■ **EXTRACTED MATERIAL**
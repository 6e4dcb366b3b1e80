//! MDIO master and the embedded PHY it talks to.
//!
//! The register bank is 34 words; only `useraccess0` has real behavior. A
//! write with `GO` set performs the whole PHY transaction synchronously
//! (there is no bus to wait for, so `ACK` latency is not modeled). The
//! single integrated PHY answers at address 31 for its first six MII
//! registers and auto-completes negotiation on the reset/renegotiate
//! control bits.

use avalanche_io_snapshot::{
    Decoder, Encoder, IoSnapshot, SnapshotError, SnapshotReader, SnapshotResult, SnapshotVersion,
    SnapshotWriter,
};

use crate::regs::RegWindow;

pub const MDIO_SIZE: usize = 0x88;

// Word indexes.
const IDX_VER: u32 = 0;
const IDX_CONTROL: u32 = 1;
const IDX_LINK: u32 = 3;
const IDX_USERACCESS0: u32 = 0x20;

// useraccess0 bit fields.
pub const USERACCESS_GO: u32 = 1 << 31;
pub const USERACCESS_WRITE: u32 = 1 << 30;
pub const USERACCESS_ACK: u32 = 1 << 29;
pub const USERACCESS_REGADR: u32 = 0x1f << 21;
pub const USERACCESS_PHYADR: u32 = 0x1f << 16;
pub const USERACCESS_DATA: u32 = 0xffff;

// MII register numbers of the integrated PHY.
pub const PHY_CONTROL_REG: u32 = 0;
pub const PHY_STATUS_REG: u32 = 1;
pub const NWAY_ADVERTIZE_REG: u32 = 4;
pub const NWAY_REMADVERTISE_REG: u32 = 5;

// PHY control bits.
pub const PHY_RESET: u16 = 1 << 15;
pub const AUTO_NEGOTIATE_EN: u16 = 1 << 12;
pub const PHY_ISOLATE: u16 = 1 << 10;
pub const RENEGOTIATE: u16 = 1 << 9;

// PHY status bits.
pub const NWAY_CAPABLE: u16 = 1 << 3;

// Auto-negotiation advertisement bits.
pub const NWAY_FD100: u16 = 1 << 8;
pub const NWAY_HD100: u16 = 1 << 7;
pub const NWAY_FD10: u16 = 1 << 6;
pub const NWAY_HD10: u16 = 1 << 5;
pub const NWAY_AUTO: u16 = 1 << 0;

const PHY_COUNT: usize = 1;
const PHY_REG_COUNT: usize = 6;

#[derive(Debug, Clone, PartialEq, Eq)]
pub struct Mdio {
    regs: RegWindow,
    phy: [[u16; PHY_REG_COUNT]; PHY_COUNT],
    // Scratch from the last useraccess transaction, kept for diagnostics.
    regaddr: u32,
    phyaddr: u32,
    data: u32,
}

impl Default for Mdio {
    fn default() -> Self {
        Self::new()
    }
}

impl Mdio {
    pub fn new() -> Self {
        let mut regs = RegWindow::new(MDIO_SIZE);
        regs.write(IDX_VER * 4, 0x0007_0101);
        regs.write(IDX_CONTROL * 4, 0);
        regs.write(2 * 4, 0xffff_ffff);
        Self {
            regs,
            phy: [Self::phy_defaults()],
            regaddr: 0,
            phyaddr: 0,
            data: 0,
        }
    }

    fn phy_defaults() -> [u16; PHY_REG_COUNT] {
        [
            AUTO_NEGOTIATE_EN,
            0x7801 | NWAY_CAPABLE,
            0,
            0,
            NWAY_FD100 | NWAY_HD100 | NWAY_FD10 | NWAY_HD10 | NWAY_AUTO,
            NWAY_AUTO,
        ]
    }

    pub fn phy_reg(&self, phy: usize, reg: usize) -> u16 {
        self.phy[phy][reg]
    }

    pub fn mmio_read(&mut self, offset: u32) -> u32 {
        let index = offset / 4;
        let val = self.regs.read(offset);
        match index {
            IDX_VER => {
                tracing::trace!(target: "avalanche::mdio", val = format_args!("{val:#010x}"), "read MDIO_VER");
            }
            IDX_CONTROL => {
                tracing::trace!(target: "avalanche::mdio", val = format_args!("{val:#010x}"), "read MDIO_CONTROL");
            }
            IDX_USERACCESS0 => {
                self.data = val & USERACCESS_DATA;
                tracing::trace!(target: "avalanche::mdio", val = format_args!("{val:#010x}"), reg = self.regaddr, phy = self.phyaddr, data = format_args!("{:#06x}", self.data), "read useraccess0");
            }
            _ => {
                tracing::trace!(target: "avalanche::mdio", index, val = format_args!("{val:#010x}"), "read");
            }
        }
        val
    }

    pub fn mmio_write(&mut self, offset: u32, val: u32) {
        let index = offset / 4;
        let stored = match index {
            IDX_VER => {
                tracing::warn!(target: "avalanche::mdio", val = format_args!("{val:#010x}"), "unexpected write to MDIO_VER");
                val
            }
            IDX_CONTROL => {
                tracing::trace!(target: "avalanche::mdio", val = format_args!("{val:#010x}"), "write MDIO_CONTROL");
                val
            }
            IDX_USERACCESS0 if val & USERACCESS_GO != 0 => self.user_access(val),
            _ => {
                tracing::trace!(target: "avalanche::mdio", index, val = format_args!("{val:#010x}"), "write");
                val
            }
        };
        self.regs.write(offset, stored);
    }

    /// Runs one `useraccess0` transaction; returns the value left in the
    /// register (the `DATA` field for transactions the PHY answered, the
    /// raw value otherwise).
    fn user_access(&mut self, val: u32) -> u32 {
        let write = val & USERACCESS_WRITE != 0;
        self.regaddr = (val & USERACCESS_REGADR) >> 21;
        self.phyaddr = (val & USERACCESS_PHYADR) >> 16;
        self.data = val & USERACCESS_DATA;
        tracing::trace!(
            target: "avalanche::mdio",
            write,
            reg = self.regaddr,
            phy = self.phyaddr,
            data = format_args!("{:#06x}", self.data),
            "useraccess transaction"
        );

        if self.phyaddr != 31 || self.regaddr >= PHY_REG_COUNT as u32 {
            return val;
        }

        // Address 31 is the integrated PHY, register file slot 0.
        let reg = self.regaddr as usize;
        if write {
            self.phy[0][reg] = self.data as u16;
            return val & USERACCESS_DATA;
        }

        let mut out = self.phy[0][reg];
        if self.regaddr == PHY_CONTROL_REG && out & PHY_RESET != 0 {
            // Reset self-clears and leaves auto-negotiation enabled.
            self.phy[0][reg] = (out & !PHY_RESET) | AUTO_NEGOTIATE_EN;
        } else if self.regaddr == PHY_CONTROL_REG && out & RENEGOTIATE != 0 {
            // Negotiation completes instantly: link up, full remote
            // advertisement.
            out &= !RENEGOTIATE;
            self.phy[0][reg] = out;
            self.phy[0][PHY_STATUS_REG as usize] = 0x782d;
            self.phy[0][NWAY_REMADVERTISE_REG as usize] =
                self.phy[0][NWAY_ADVERTIZE_REG as usize] | PHY_ISOLATE | PHY_RESET;
            self.regs.write(IDX_LINK * 4, 0x8000_0000);
        }
        (out as u32) & USERACCESS_DATA
    }

    pub fn reset(&mut self) {
        *self = Self::new();
    }
}

impl IoSnapshot for Mdio {
    const DEVICE_ID: [u8; 4] = *b"MDIO";
    const DEVICE_VERSION: SnapshotVersion = SnapshotVersion::new(0, 0);

    fn save_state(&self) -> Vec<u8> {
        let mut w = SnapshotWriter::new(Self::DEVICE_ID, Self::DEVICE_VERSION);
        w.field_bytes(1, self.regs.as_bytes().to_vec());
        let mut phy = Encoder::new();
        for bank in &self.phy {
            for reg in bank {
                phy = phy.u16(*reg);
            }
        }
        w.field_bytes(2, phy.finish());
        w.field_bytes(
            3,
            Encoder::new()
                .u32(self.regaddr)
                .u32(self.phyaddr)
                .u32(self.data)
                .finish(),
        );
        w.finish()
    }

    fn load_state(&mut self, bytes: &[u8]) -> SnapshotResult<()> {
        let r = SnapshotReader::parse(bytes, Self::DEVICE_ID)?;
        r.ensure_device_major(Self::DEVICE_VERSION.major)?;
        if let Some(regs) = r.bytes(1) {
            if !self.regs.load_bytes(regs) {
                return Err(SnapshotError::InvalidFieldEncoding("mdio regs length"));
            }
        }
        if let Some(phy) = r.bytes(2) {
            let mut d = Decoder::new(phy);
            for bank in &mut self.phy {
                for reg in bank.iter_mut() {
                    *reg = d.u16()?;
                }
            }
            d.finish()?;
        }
        if let Some(scratch) = r.bytes(3) {
            let mut d = Decoder::new(scratch);
            self.regaddr = d.u32()?;
            self.phyaddr = d.u32()?;
            self.data = d.u32()?;
            d.finish()?;
        }
        Ok(())
    }
}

■ **EXERCISE INSTRUCTIONS**
Reproduce only the lines above spanning from the line containing "regs.write(IDX_VER * 4, 0x0007_0101);" through the line containing "pub fn phy_reg(&self, phy: usize, reg: usize)", word for word.

■ **REPLY TO THE TASK**
        regs.write(IDX_VER * 4, 0x0007_0101);
        regs.write(IDX_CONTROL * 4, 0);
        regs.write(2 * 4, 0xffff_ffff);
        Self {
            regs,
            phy: [Self::phy_defaults()],
            regaddr: 0,
            phyaddr: 0,
            data: 0,
        }
    }

    fn phy_defaults() -> [u16; PHY_REG_COUNT] {
        [
            AUTO_NEGOTIATE_EN,
            0x7801 | NWAY_CAPABLE,
            0,
            0,
            NWAY_FD100 | NWAY_HD100 | NWAY_FD10 | NWAY_HD10 | NWAY_AUTO,
            NWAY_AUTO,
        ]
    }

    pub fn phy_reg(&self, phy: usize, reg: usize) -> u16 {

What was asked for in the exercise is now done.